The Market Picture: What’s Changed in 2026 So Far
Canada’s housing market has continued to adjust in early 2026.[i] The average price of a home in Canada has fallen over the year to about $660,000, which is more than 15% below its 2022 peak. However, overall homebuying conditions vary by area, supporting sustained price growth in some markets. Higher borrowing costs have generally moderated demand among potential buyers. Fixed mortgage rates are well below their recent peaks but have started to rise again and now sit in the mid-4% range.
In general, renters are currently seeing some financial relief. Vacancy rates are rising as immigration slows and more rental apartment construction projects are completed. This increase in available units has helped asking rents fall slightly in many markets. The average asking rent nationwide for a two-bedroom unit in a large city is now around $2,125 per month, giving renters a somewhat more manageable monthly expense. However, rental conditions still vary across the country,[i] so where you live and your financial situation may play a major role in whether renting or buying is the better choice for you in 2026.
Why Renting Can Make Sense in 2026
Renting may become more appealing as new rental buildings enter the market. This growing supply may help cool rent prices in places that have experienced sharp increases in recent years. In many major cities, renters now have more choice and slightly more competitive pricing as the market adjusts.
Renting can be a good fit for households that are still building savings (i.e., for a down payment on a home), expecting changes in work or family life, or wanting to avoid the surprise costs that come with owning a home. It may also work well for people who value flexibility and are comfortable with rental arrangements/leases that may end or renew at a higher price.
When Buying Makes More Sense
Buying can still be the right choice for people who plan to stay in their home for several years. Rising incomes may be offset by declining buyer confidence. As a result, home sales are likely to soften this year. Prices may be flat nationally this year, potentially giving homeowners little in the way of equity growth.
Buying tends to work best for households with a stable income, enough savings for a down payment plus ongoing monthly and emergency costs, and a preference for predictable long‑term payments and building equity.
A Real‑Life Example: Renting vs. Buying in Toronto[i]
Alex is deciding whether to rent a two-bedroom apartment while saving to buy a home, or if he can afford to buy a small detached or semi-detached home in Toronto.
Renting
- Rent: $2,800/month[i]
- Tenant insurance: ~$25 to $60/month[ii] (depending on coverage type)

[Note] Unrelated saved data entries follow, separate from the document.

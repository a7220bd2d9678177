//! Column layout shared by the header and every row.

use std::collections::HashSet;

use log::debug;

use crate::column::{Alignment, ColumnDef};
use crate::error::ConfigError;

/// One column after width resolution.
#[derive(Debug, Clone, PartialEq, Eq)]
pub struct ResolvedColumn {
    pub key: String,
    pub width: u16,
    pub align: Alignment,
}

/// Resolved widths for a column sequence at a given total width.
///
/// The header and all rows read from the same `Layout`, which is what keeps
/// them aligned.
#[derive(Debug, Clone, Default, PartialEq, Eq)]
pub struct Layout {
    columns: Vec<ResolvedColumn>,
    total_width: u16,
}

impl Layout {
    /// Resolved columns in display order.
    pub fn columns(&self) -> &[ResolvedColumn] {
        &self.columns
    }

    /// The width the layout was computed for.
    pub fn total_width(&self) -> u16 {
        self.total_width
    }

    /// Sum of all resolved widths. May exceed `total_width` when explicit or
    /// minimum widths do not fit.
    pub fn content_width(&self) -> usize {
        self.columns.iter().map(|c| c.width as usize).sum()
    }

    /// Resolved widths in order.
    pub fn widths(&self) -> Vec<u16> {
        self.columns.iter().map(|c| c.width).collect()
    }

    /// Position of a column by key.
    pub fn position(&self, key: &str) -> Option<usize> {
        self.columns.iter().position(|c| c.key == key)
    }

    pub fn len(&self) -> usize {
        self.columns.len()
    }

    pub fn is_empty(&self) -> bool {
        self.columns.is_empty()
    }
}

/// Check that column keys are unique.
pub fn validate_columns<T>(columns: &[ColumnDef<T>]) -> Result<(), ConfigError> {
    let mut seen = HashSet::with_capacity(columns.len());
    for col in columns {
        if !seen.insert(col.key.as_str()) {
            return Err(ConfigError::DuplicateColumnKey(col.key.clone()));
        }
    }
    Ok(())
}

/// Validate the columns and resolve every column's width.
pub fn compute_layout<T>(columns: &[ColumnDef<T>], total_width: u16) -> Result<Layout, ConfigError> {
    validate_columns(columns)?;
    Ok(resolve_layout(columns, total_width))
}

/// Resolve every column's width for columns already known to be valid.
///
/// A column with an explicit width keeps it. Every other column gets
/// `total_width / column_count`, raised to its `min_width` if one is set.
pub fn resolve_layout<T>(columns: &[ColumnDef<T>], total_width: u16) -> Layout {
    let share = if columns.is_empty() {
        0
    } else {
        total_width / u16::try_from(columns.len()).unwrap_or(u16::MAX)
    };

    let resolved = columns
        .iter()
        .map(|col| {
            let width = match col.width {
                Some(w) => w,
                None => share.max(col.min_width.unwrap_or(0)),
            };
            ResolvedColumn {
                key: col.key.clone(),
                width,
                align: col.align,
            }
        })
        .collect::<Vec<_>>();

    debug!(
        "Computed layout for {} columns at width {}: {:?}",
        resolved.len(),
        total_width,
        resolved.iter().map(|c| c.width).collect::<Vec<_>>()
    );

    Layout {
        columns: resolved,
        total_width,
    }
}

- Utilities: ~$160/month[iii]
- No down payment, taxes or major repairs
- More rental supply improving availability
Total monthly payment: ~$2,985 to $3,020/month
Buying
- Home price: $1,007,500
- Estimated closing costs (including land transfer taxes, approximately 7% of the purchase price): ~$70,525
- Down payment (20%): $201,500 (required on homes over $1 million to avoid Canada Mortgage and Housing Corporation (CMHC) mortgage default insurance[i])
- Total upfront cost: ~$272,025 (down payment + closing costs)
- Total mortgage amount: $806,000
- Mortgage at 4.3% with a 25-year amortization: ~$4,380/month
- Home insurance: ~$125–$200/month[ii] (depending on coverage type)
- Property taxes + maintenance: ~$600–$900/month[iii]
- Utilities: ~$250–$360/month[iv] (based on property size and energy efficiency)
Total monthly payment: $5,355 to $5,840. Part of Alex’s mortgage payment goes toward interest, while the remainder reduces the principal and builds equity through repayment. Alex may also build equity through potential property appreciation.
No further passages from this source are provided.